Matthew Otoijagha
Timeliness of the passage of the budget has always been a big issue in the last couple of years in Nigeria. The present 2019 proposed budget was laid before the National Assembly on 19th December 2018. The nation’s Fiscal Responsibility Act requires the completion of the Fiscal Strategy Paper on the budget by December each year and this has hardly been adhered to.
Following the unfortunate development, economic experts have harped on the need to adhere to the Fiscal Responsibility Act and present the fiscal strategy paper and budget on or before December every year to ensure passage before the end of the year, so as to return to the January- December budget cycle, but this is hardly the case.
Nevertheless, the 2019 budget was finally approved last week by the National Assembly and now await the signature of the president. Consequently, Stockswatch went out to gauge the impression of economic stakeholders on the rather late release of the budget and its likely impact on economy and the capital market
Paul Uzum: a Stockbroker and market Analyst in his opinion opined that the economy needed the budget as impetus to boost productivity, employment, and infrastructure development. According to him, ‘‘in my view, the persistent late release of budget is not good for the economy. The budget is a plan that state how the government intend to spend the revenue that it has for a particular fiscal year.

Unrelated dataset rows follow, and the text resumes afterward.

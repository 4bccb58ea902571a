use lead_pilot::config::{load_config, ApiKeys, Config};
use lead_pilot::database::create_db_pool;
use lead_pilot::models::{CliApp, Result};

use tokio::signal;
use tracing::{info, warn};
use tracing_subscriber::EnvFilter;

#[tokio::main]
async fn main() -> Result<()> {
    dotenv::dotenv().ok();

    // Load configuration
    let config = match load_config("config.yml").await {
        Ok(config) => config,
        Err(e) => {
            warn!("Failed to load config.yml: {}. Using defaults.", e);
            Config::default()
        }
    };

    // Setup logging
    tracing_subscriber::fmt()
        .with_env_filter(
            EnvFilter::from_default_env().add_directive("lead_pilot=info".parse().unwrap()),
        )
        .with_max_level(tracing::Level::INFO)
        .init();

    // Create output directory (screenshots land here)
    tokio::fs::create_dir_all(&config.output.directory).await?;

    // Initialize database
    info!("Initializing database...");
    let db_pool = create_db_pool("data/leadpilot.db").await?;

    // API keys decide mock vs real per collaborator
    let keys = ApiKeys::from_env();

    let app = CliApp::new(config, db_pool, keys).await?;

    // Graceful shutdown: let the current lead finish, then stop
    tokio::select! {
        result = app.run() => {
            result?;
        }
        _ = signal::ctrl_c() => {
            info!("Received Ctrl+C, shutting down gracefully...");
        }
    }

    Ok(())
}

When the national budget of any country which authorizes spending is delayed, the implication is that there will be a lull in cash spending in the economy, which inevitably would lead to lower GDP growth, lower secular flow of cash within the economic system and that affect the plans of many companies, particularly those that are listed.
So, it is not really going to be good for the economy. The government should find a way to ensure that the budget comes out on time. Unlike what happens in other countries, budget delay in Nigeria is not a good thing.

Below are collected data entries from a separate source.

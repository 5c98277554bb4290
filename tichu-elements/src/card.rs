//! [`Card`] -- the 56 cards of a Tichu deck.
//!
//! ## Ref
//! - <https://en.wikipedia.org/wiki/Tichu>
//!
//! Five disjoint kinds of card exist: 52 *standard* playing cards (suit x rank), and four
//! unique specials (Mah Jong, Dog, Phoenix, Dragon). Only the specials carry special-case rules;
//! everything else in the engine treats a `Card` as an opaque, immutable value.

use core::cmp::Ordering;
use core::fmt::{Display, Formatter};
use core::str::FromStr;

use crate::typedefs::UnspecifiedError;

/// Suit of a standard card. Carries no rank ordering of its own; only used for straight flushes
/// (C2) and display.
#[derive(Copy, Clone, Debug, Eq, PartialEq, Hash)]
#[cfg_attr(feature = "serde", derive(serde::Serialize, serde::Deserialize))]
pub enum Suit {
    Clubs,
    Diamonds,
    Hearts,
    Spades,
}

pub const ALL_SUITS: [Suit; 4] = [Suit::Clubs, Suit::Diamonds, Suit::Hearts, Suit::Spades];

impl Suit {
    pub const fn to_char(self) -> char {
        match self {
            Suit::Clubs => 'C',
            Suit::Diamonds => 'D',
            Suit::Hearts => 'H',
            Suit::Spades => 'S',
        }
    }

    pub const fn from_char(c: char) -> Option<Self> {
        match c {
            'C' => Some(Suit::Clubs),
            'D' => Some(Suit::Diamonds),
            'H' => Some(Suit::Hearts),
            'S' => Some(Suit::Spades),
            _ => None,
        }
    }
}

impl Display for Suit {
    fn fmt(&self, f: &mut Formatter<'_>) -> core::fmt::Result {
        write!(f, "{}", self.to_char())
    }
}

/// Rank of a standard card. The discriminant *is* the rank value (2..=14), so [`Rank::value`]
/// is a no-op cast; this mirrors how the straight/sequence logic in [`crate::card`]'s sibling
/// `tichu::model::combination` wants a plain `u8` value space shared with Mah Jong (1) and
/// Dragon (16).
#[derive(Copy, Clone, Debug, Eq, PartialEq, Ord, PartialOrd, Hash)]
#[cfg_attr(feature = "serde", derive(serde::Serialize, serde::Deserialize))]
#[repr(u8)]
pub enum Rank {
    Two = 2,
    Three = 3,
    Four = 4,
    Five = 5,
    Six = 6,
    Seven = 7,
    Eight = 8,
    Nine = 9,
    Ten = 10,
    Jack = 11,
    Queen = 12,
    King = 13,
    Ace = 14,
}

pub const ALL_RANKS: [Rank; 13] = [
    Rank::Two, Rank::Three, Rank::Four, Rank::Five, Rank::Six, Rank::Seven, Rank::Eight,
    Rank::Nine, Rank::Ten, Rank::Jack, Rank::Queen, Rank::King, Rank::Ace,
];

impl Rank {
    /// The rank value used throughout combination ordering (2..=14).
    pub const fn value(self) -> u8 { self as u8 }

    pub const fn from_value(v: u8) -> Option<Self> {
        match v {
            2 => Some(Rank::Two), 3 => Some(Rank::Three), 4 => Some(Rank::Four),
            5 => Some(Rank::Five), 6 => Some(Rank::Six), 7 => Some(Rank::Seven),
            8 => Some(Rank::Eight), 9 => Some(Rank::Nine), 10 => Some(Rank::Ten),
            11 => Some(Rank::Jack), 12 => Some(Rank::Queen), 13 => Some(Rank::King),
            14 => Some(Rank::Ace),
            _ => None,
        }
    }

    pub const fn to_char(self) -> char {
        match self {
            Rank::Two => '2', Rank::Three => '3', Rank::Four => '4', Rank::Five => '5',
            Rank::Six => '6', Rank::Seven => '7', Rank::Eight => '8', Rank::Nine => '9',
            Rank::Ten => 'T', Rank::Jack => 'J', Rank::Queen => 'Q', Rank::King => 'K',
            Rank::Ace => 'A',
        }
    }

    pub const fn from_char(c: char) -> Option<Self> {
        match c {
            '2' => Some(Rank::Two), '3' => Some(Rank::Three), '4' => Some(Rank::Four),
            '5' => Some(Rank::Five), '6' => Some(Rank::Six), '7' => Some(Rank::Seven),
            '8' => Some(Rank::Eight), '9' => Some(Rank::Nine), 'T' => Some(Rank::Ten),
            'J' => Some(Rank::Jack), 'Q' => Some(Rank::Queen), 'K' => Some(Rank::King),
            'A' => Some(Rank::Ace),
            _ => None,
        }
    }

    /// The next rank up, or `None` above Ace (Phoenix/straight extension both stop here;
    /// see spec.md C2 "Phoenix may ... extend the top *only if topValue+1 <= 14*").
    pub const fn succ(self) -> Option<Self> { Self::from_value(self.value() + 1) }
}

impl Display for Rank {
    fn fmt(&self, f: &mut Formatter<'_>) -> core::fmt::Result {
        write!(f, "{}", self.to_char())
    }
}

/// Rank value of Mah Jong, used wherever straights/rank-values are compared across card kinds.
pub const MAH_JONG_VALUE: u8 = 1;
/// Rank value of Dragon: strictly above Ace, used only for single-card comparison.
pub const DRAGON_VALUE: u8 = 16;
/// Contextual value of a Phoenix played as the opening single of a trick (half a step above
/// Mah Jong). See spec.md C2 "Phoenix as a single lead".
pub const PHOENIX_LEAD_VALUE: f32 = 1.5;

/// One of the 56 cards in a Tichu deck.
///
/// Exactly one of a standard suited card or one of the four unique specials. See spec.md §3.
#[derive(Copy, Clone, Debug, Eq, PartialEq, Hash)]
#[cfg_attr(feature = "serde", derive(serde::Serialize, serde::Deserialize))]
pub enum Card {
    Standard(Suit, Rank),
    MahJong,
    Dog,
    Phoenix,
    Dragon,
}

impl Card {
    /// Card-point value accrued by whoever's stack this card ends up in. See spec.md §3.
    pub const fn card_points(self) -> i32 {
        match self {
            Card::Standard(_, Rank::Five) => 5,
            Card::Standard(_, Rank::Ten) => 10,
            Card::Standard(_, Rank::King) => 10,
            Card::Standard(_, _) => 0,
            Card::MahJong => 0,
            Card::Dog => 0,
            Card::Phoenix => -25,
            Card::Dragon => 25,
        }
    }

    pub const fn is_standard(self) -> bool { matches!(self, Card::Standard(_, _)) }
    pub const fn is_special(self) -> bool { !self.is_standard() }

    pub const fn suit(self) -> Option<Suit> {
        match self {
            Card::Standard(suit, _) => Some(suit),
            _ => None,
        }
    }

    pub const fn rank(self) -> Option<Rank> {
        match self {
            Card::Standard(_, rank) => Some(rank),
            _ => None,
        }
    }

    /// A UI-stable sort key. Per spec.md C1, "specified but not used by any rule" -- combination
    /// classification and ordering never call this.
    pub const fn sort_value(self) -> u8 {
        match self {
            Card::Dog => 0,
            Card::MahJong => 1,
            Card::Standard(_, rank) => rank.value(),
            Card::Phoenix => 15,
            Card::Dragon => 17,
        }
    }
}

impl Display for Card {
    fn fmt(&self, f: &mut Formatter<'_>) -> core::fmt::Result {
        match self {
            Card::Standard(suit, rank) => write!(f, "{}{}", rank, suit),
            Card::MahJong => write!(f, "MJ"),
            Card::Dog => write!(f, "DOG"),
            Card::Phoenix => write!(f, "PHX"),
            Card::Dragon => write!(f, "DRA"),
        }
    }
}

impl FromStr for Card {
    type Err = UnspecifiedError;
    fn from_str(s: &str) -> Result<Self, Self::Err> {
        match s {
            "MJ" => return Ok(Card::MahJong),
            "DOG" => return Ok(Card::Dog),
            "PHX" => return Ok(Card::Phoenix),
            "DRA" => return Ok(Card::Dragon),
            _ => {}
        }
        let mut chars = s.chars();
        let (rank_char, suit_char) = match (chars.next(), chars.next()) {
            (Some(r), Some(s)) => (r, s),
            _ => return Err(UnspecifiedError),
        };
        if chars.next().is_some() { return Err(UnspecifiedError); }
        let rank = Rank::from_char(rank_char).ok_or(UnspecifiedError)?;
        let suit = Suit::from_char(suit_char).ok_or(UnspecifiedError)?;
        Ok(Card::Standard(suit, rank))
    }
}

impl TryFrom<&str> for Card {
    type Error = UnspecifiedError;
    fn try_from(value: &str) -> Result<Self, Self::Error> { value.parse() }
}

/// Shortcut for creating a card literal through its string shorthand, e.g. `c!("5H")`,
/// `c!("DOG")`. Panics on malformed input -- only meant for tests and fixtures.
#[macro_export]
macro_rules! c {
    ($s:expr) => {{
        use core::str::FromStr;
        $crate::card::Card::from_str($s).unwrap()
    }};
}
pub use c;

/// The ordering key used to keep a hand sorted for display only; Dragon does not natively sort
/// against a Phoenix single's contextual value -- that comparison lives in the combination logic,
/// not here. This impl exists purely so hands can be displayed in a stable order.
impl PartialOrd for Card {
    fn partial_cmp(&self, other: &Self) -> Option<Ordering> { Some(self.cmp(other)) }
}

impl Ord for Card {
    fn cmp(&self, other: &Self) -> Ordering {
        self.sort_value().cmp(&other.sort_value())
            .then_with(|| self.suit().map(|s| s.to_char()).cmp(&other.suit().map(|s| s.to_char())))
    }
}

#[cfg(test)]
mod tests {
    use super::*;

    #[test]
    fn card_points_match_spec_table() {
        assert_eq!(Card::Standard(Suit::Clubs, Rank::Five).card_points(), 5);
        assert_eq!(Card::Standard(Suit::Hearts, Rank::Ten).card_points(), 10);
        assert_eq!(Card::Standard(Suit::Spades, Rank::King).card_points(), 10);
        assert_eq!(Card::Standard(Suit::Diamonds, Rank::Ace).card_points(), 0);
        assert_eq!(Card::MahJong.card_points(), 0);
        assert_eq!(Card::Dog.card_points(), 0);
        assert_eq!(Card::Phoenix.card_points(), -25);
        assert_eq!(Card::Dragon.card_points(), 25);
    }

    #[test]
    fn shorthand_roundtrip() {
        for suit in ALL_SUITS {
            for rank in ALL_RANKS {
                let card = Card::Standard(suit, rank);
                let s = card.to_string();
                let parsed: Card = s.parse().unwrap();
                assert_eq!(card, parsed);
            }
        }
        for special in [Card::MahJong, Card::Dog, Card::Phoenix, Card::Dragon] {
            let s = special.to_string();
            let parsed: Card = s.parse().unwrap();
            assert_eq!(special, parsed);
        }
    }

    #[test]
    fn macro_matches_from_str() {
        assert_eq!(c!("TC"), Card::Standard(Suit::Clubs, Rank::Ten));
        assert_eq!(c!("DOG"), Card::Dog);
    }

    #[test]
    fn rank_value_is_contiguous() {
        for window in ALL_RANKS.windows(2) {
            assert_eq!(window[1].value(), window[0].value() + 1);
        }
        assert_eq!(Rank::Two.value(), 2);
        assert_eq!(Rank::Ace.value(), 14);
        assert_eq!(Rank::Ace.succ(), None);
    }
}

I think, this account for our low level of economic growth. When government has plans, it is a well-known fact that it cannot spend without budgetary approval. This really slows down the pace of development, especially where you have companies handling government contracts, it will certainly not auger well for such companies. This also means payments for contracts will be delayed.
Capital markets thrives on what we call rational expectation. The fact that in recent years the national budget hardly comes out on time; players in the capital market already price it into prices of stocks.
As to how the budget will affect the market, I think what really affect market prices are crude oil price, which also guarantees government’s ability to implement the budget. So when they see that crude oil is coming up, that gives confidence that the budget could be implemented and that the economy will get strong and the prospect for economic growth this year will be assured.
Since budget delay has become a perennial thing, for investors, they will now factor that into their business projections. What really matters to the business community is the prices of oil, economic policies that will drive it.
Arunah Kebira a stockbroker and Analyst speaking in the same breath said: ‘‘The release of the budget is late. It was released in April which is four months behind schedule. The ideal time is that the budget is release before now, that is by January of every year.
The National Assembly and the presidency should ensure the budget is released on time. The budget is supposed to be passed in the month of December, then in January of the preceding New Year, the budget is then signed into law.
I believe that the highest spender in an economy is the government with its multiplier effect of government expenditure. As far as the budget is not done for a year, the government can only do extra-budgetary expenses, which will not be as much as when the budget is actually released.
But now that the budget is released, there will be liquidity in the market as government expenditure will create a lot of opportunity in the market. In macro-economics, it is said that aggregate savings is equal to aggregate investment. If you don’t earn money, you cannot save. It even depends on how much you are earning.
I have the belief that the release of the budget will ensure that there is liquidity and when there is liquidity, there will be employment, and that liquidity will trickle down into the market. I think that might be the stimulus that market is actually waiting for.
Finally, the impact of the budget on the economy will largely depend on well it has been implement. This is because it is the implementation of any budget that matters. You can have a bogus budget, but at the end of the day, when you sit down and see that you supposed income is not as much as it is budgeted, definitely it is going to have negative effect.
But if the budget is well implemented and the relevant government agencies are up and doing, then the budget will have positive effect on both the economy and the capital market.
Otumba Dele Ajayi-Smith, an Investor and former Council Member, LCCI, in his response to the economic impact of the budget said: ‘‘I expect the full and proper implementation of the budget to trigger increased tempo in economic activities including shoring up investors’ sentiments in the stock market.
‘‘I hope the executive arm does not have issues with the slight upward adjustment made by the legislatives to the size of the budget which were mainly in respect of matters that manifested only after the proposals had been submitted such as the need to address the fallout of the carnage in Zamfara state.
“Stakeholders both local and foreign are interested in the budget and try to analyze how it affects them. Investors also sit down and analyze the budget and that is why the capital market should also be concerned with the impact of the budget and how the market can aid its implementation.
‘‘Despite the late approval of the budget, I believe its swift implementation would have a positive impact on companies’ earnings, as well as consumer spending. The economy needs the budget as impetus to boost productivity, employment, and infrastructure development. It is hoped that as this administration starts its second term and the ninth Assembly resumes, we would return to a January to December budget cycle.
‘‘The January to December budget cycle would ensure stability, reduce uncertainty and boost investors’ confidence in budget implementation and performance.